The reasons for future knowledge gaps are many.
These days, the technological challenges receive considerable attention from information professionals on whom we historians rely–government, corporate, and academic organizations’ records managers (a different profession than archivist). The psychological impact less so. Yet what you describe about the dehumanization of executives and critics’ refusal or inability to place themselves in their positions is a part of this. It goes against human nature to throw your deliberations open for cherry picking or place recorded thoughts at risk of demagoguery while you hold a position in government, in the academy, anywhere. Unfortunately, many of those whose actions we as historians seek to understand react to dehumanization by shielding their humanity in records they create. They learn to write in what lawyers call “discoverable language.” (As Michael Beschloss has said, they hide.) The result is greater opacity, more distance, more risk of dehumanization.
In an essay this past March, Washington lawyer Suzanne Garment quoted a friend who once worked in the federal government . He noted the richness of Eisenhower-era records.
“’It was amazing,’ he said, ‘the unvarnished things these people said because they were confident their remarks would never be in the newspapers.’
By the time my friend told me this story, bureaucratic communications had changed. ‘You get a memo,’ he explained, ‘and you want to comment.

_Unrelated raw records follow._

//! On-screen overlay: story caption, letter card, gift prompt and the few
//! buttons that drive the experience forward.
//!
//! The egui pass only collects [`OverlayAction`]s; they are applied to the
//! store after the UI is built.

use bevy::prelude::*;
use bevy_egui::{EguiContexts, EguiPrimaryContextPass, egui};

use crate::gift::{gift_prompt, model_visibility};
use crate::story::{CaptionLayout, Emphasis, StoryCaption};
use crate::store::{Experience, MAX_GIFT_STAGE, Scene};

const LETTER: &str = "Every petal on this rose opened because of you.\n\n\
    Thank you for the laughter, the patience and the quiet evenings.\n\
    There is a little more waiting for you, so keep going.";

/// Button pressed in the overlay.
#[derive(Debug, Clone, Copy, PartialEq, Eq)]
pub enum OverlayAction {
    /// Open the letter card.
    OpenLetter,
    /// Close the letter and move on to the climax.
    CloseLetter,
    /// Reveal the next gift.
    NextGift,
    /// Taste the chocolate.
    TasteChocolate,
    /// Go to the ending.
    Finale,
    /// Start over from the prelude.
    Restart,
    /// Toggle background music.
    ToggleAudio,
}

/// Overlay configuration.
#[derive(Resource, Clone, Debug, Reflect)]
pub struct OverlayConfig {
    /// Base caption font size (points).
    pub caption_size: f32,
    /// Caption color.
    pub caption_color: [u8; 3],
}

impl Default for OverlayConfig {
    fn default() -> Self {
        Self {
            caption_size: 26.0,
            caption_color: [255, 228, 235],
        }
    }
}

/// egui overlay over the stage.
pub struct OverlayPlugin(pub OverlayConfig);

impl Plugin for OverlayPlugin {
    fn build(&self, app: &mut App) {
        app.register_type::<OverlayConfig>()
            .insert_resource(self.0.clone())
            .add_systems(EguiPrimaryContextPass, draw_overlay);
    }
}

/// Story buttons on offer right now. The audio toggle is always available
/// and not listed.
pub fn offered_actions(exp: &Experience) -> Vec<OverlayAction> {
    let mut actions = Vec::new();
    let scene = exp.current_scene();
    if exp.is_reading_letter() {
        actions.push(OverlayAction::CloseLetter);
    } else if model_visibility(exp).envelope && !exp.has_read_letter() {
        actions.push(OverlayAction::OpenLetter);
    }
    if gift_prompt(exp).is_some() {
        actions.push(OverlayAction::NextGift);
    }
    if scene == Scene::Climax
        && exp.gift_reveal_stage() >= MAX_GIFT_STAGE
        && !exp.has_tasted_chocolate()
    {
        actions.push(OverlayAction::TasteChocolate);
    }
    if scene == Scene::Chocolate && exp.has_tasted_chocolate() {
        actions.push(OverlayAction::Finale);
    }
    if scene == Scene::Ending {
        actions.push(OverlayAction::Restart);
    }
    actions
}

/// Applies one overlay action to the store.
pub fn apply_action(exp: &mut Experience, action: OverlayAction) {
    match action {
        OverlayAction::OpenLetter => exp.set_reading_letter(true),
        OverlayAction::CloseLetter => {
            exp.set_reading_letter(false);
            exp.mark_read_letter();
            exp.request_scene_transition(Scene::Climax, None);
        }
        OverlayAction::NextGift => exp.advance_gift_reveal(),
        OverlayAction::TasteChocolate => {
            exp.mark_tasted_chocolate();
            exp.request_scene_transition(Scene::Chocolate, None);
        }
        OverlayAction::Finale => exp.request_scene_transition(Scene::Ending, None),
        OverlayAction::Restart => {
            exp.reset_gift_reveal();
            exp.request_scene_transition(Scene::Prelude, None);
        }
        OverlayAction::ToggleAudio => exp.toggle_audio(),
    }
}

fn caption_anchor(layout: CaptionLayout) -> (egui::Align2, [f32; 2]) {
    match layout {
        CaptionLayout::TopCenter => (egui::Align2::CENTER_TOP, [0.0, 48.0]),
        CaptionLayout::TopLeft => (egui::Align2::LEFT_TOP, [48.0, 48.0]),
        CaptionLayout::TopRight => (egui::Align2::RIGHT_TOP, [-48.0, 48.0]),
        CaptionLayout::Center => (egui::Align2::CENTER_CENTER, [0.0, 0.0]),
        CaptionLayout::BottomCenter => (egui::Align2::CENTER_BOTTOM, [0.0, -64.0]),
    }
}

fn emphasis_scale(emphasis: Emphasis) -> f32 {
    match emphasis {
        Emphasis::Whisper => 0.8,
        Emphasis::Normal => 1.0,
        Emphasis::Grand => 1.35,
        Emphasis::Dramatic => 1.6,
    }
}

fn action_label(action: OverlayAction, exp: &Experience) -> &'static str {
    match action {
        OverlayAction::OpenLetter => "Open the letter",
        OverlayAction::CloseLetter => "Close",
        OverlayAction::NextGift => gift_prompt(exp).map_or("Next", |p| p.button),
        OverlayAction::TasteChocolate => "Taste it",
        OverlayAction::Finale => "One last thing",
        OverlayAction::Restart => "Watch again",
        OverlayAction::ToggleAudio => {
            if exp.audio_playing() {
                "Music off"
            } else {
                "Music on"
            }
        }
    }
}

fn draw_overlay(
    mut contexts: EguiContexts,
    time: Res<Time>,
    cfg: Res<OverlayConfig>,
    caption: Res<StoryCaption>,
    mut exp: ResMut<Experience>,
) -> Result {
    let ctx = contexts.ctx_mut()?;
    let [r, g, b] = cfg.caption_color;
    let ink = egui::Color32::from_rgb(r, g, b);
    let mut clicked = Vec::new();

    if let Some(line) = caption.line() {
        let (align, offset) = caption_anchor(line.layout);
        let size = cfg.caption_size * emphasis_scale(line.emphasis);
        egui::Area::new(egui::Id::new("story_caption"))
            .anchor(align, offset)
            .interactable(false)
            .show(ctx, |ui| {
                ui.vertical_centered(|ui| {
                    let mut text = egui::RichText::new(line.text).size(size).color(ink);
                    if line.emphasis == Emphasis::Whisper {
                        text = text.italics();
                    }
                    ui.label(text);
                    if !line.subtext.is_empty() {
                        ui.label(egui::RichText::new(line.subtext).size(size * 0.6).color(ink));
                    }
                });
            });
    }

    let offered = offered_actions(&exp);

    if exp.is_reading_letter() {
        egui::Window::new("A letter for you")
            .collapsible(false)
            .resizable(false)
            .anchor(egui::Align2::CENTER_CENTER, [0.0, 0.0])
            .show(ctx, |ui| {
                ui.label(egui::RichText::new(LETTER).size(18.0));
                ui.add_space(12.0);
                if ui.button(action_label(OverlayAction::CloseLetter, &exp)).clicked() {
                    clicked.push(OverlayAction::CloseLetter);
                }
            });
    }

    if let Some(prompt) = gift_prompt(&exp) {
        egui::Window::new(prompt.title)
            .id(egui::Id::new("gift_prompt"))
            .collapsible(false)
            .resizable(false)
            .anchor(egui::Align2::CENTER_BOTTOM, [0.0, -32.0])
            .show(ctx, |ui| {
                ui.label(prompt.description);
                if ui.button(prompt.button).clicked() {
                    clicked.push(OverlayAction::NextGift);
                }
            });
    }

    egui::Area::new(egui::Id::new("overlay_buttons"))
        .anchor(egui::Align2::RIGHT_BOTTOM, [-16.0, -16.0])
        .show(ctx, |ui| {
            for action in offered.iter().copied().filter(|a| {
                !matches!(a, OverlayAction::CloseLetter | OverlayAction::NextGift)
            }) {
                if ui.button(action_label(action, &exp)).clicked() {
                    clicked.push(action);
                }
            }
            if ui
                .button(action_label(OverlayAction::ToggleAudio, &exp))
                .clicked()
            {
                clicked.push(OverlayAction::ToggleAudio);
            }
        });

    if exp.show_fps() {
        let dt = time.delta_secs();
        let fps = if dt > 0.0 { 1.0 / dt } else { 0.0 };
        egui::Area::new(egui::Id::new("fps"))
            .anchor(egui::Align2::LEFT_TOP, [8.0, 8.0])
            .interactable(false)
            .show(ctx, |ui| {
                ui.label(egui::RichText::new(format!("{fps:.0} fps")).monospace());
            });
    }

    for action in clicked {
        info!("overlay: {action:?}");
        apply_action(&mut exp, action);
    }
    Ok(())
}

You don’t write the comment on the memo, because the comment becomes part of the public record. So, you put the comment on a Post-It Note and send it to the next guy, who reads it and throws the Post-It Note away.’
So much for the historical record — and for the idea that you can force people to make their private thoughts public. Leave aside the question of whether it is a good idea to do so. If you try, you may be sure that those people will find ways around your high-mindedness.
They will use Post-It Notes. They will establish private email domains. They will do business verbally instead of in writing. The public record they create will be sanitized into something incomprehensible that requires a machine designed by Alan Turing to decode.”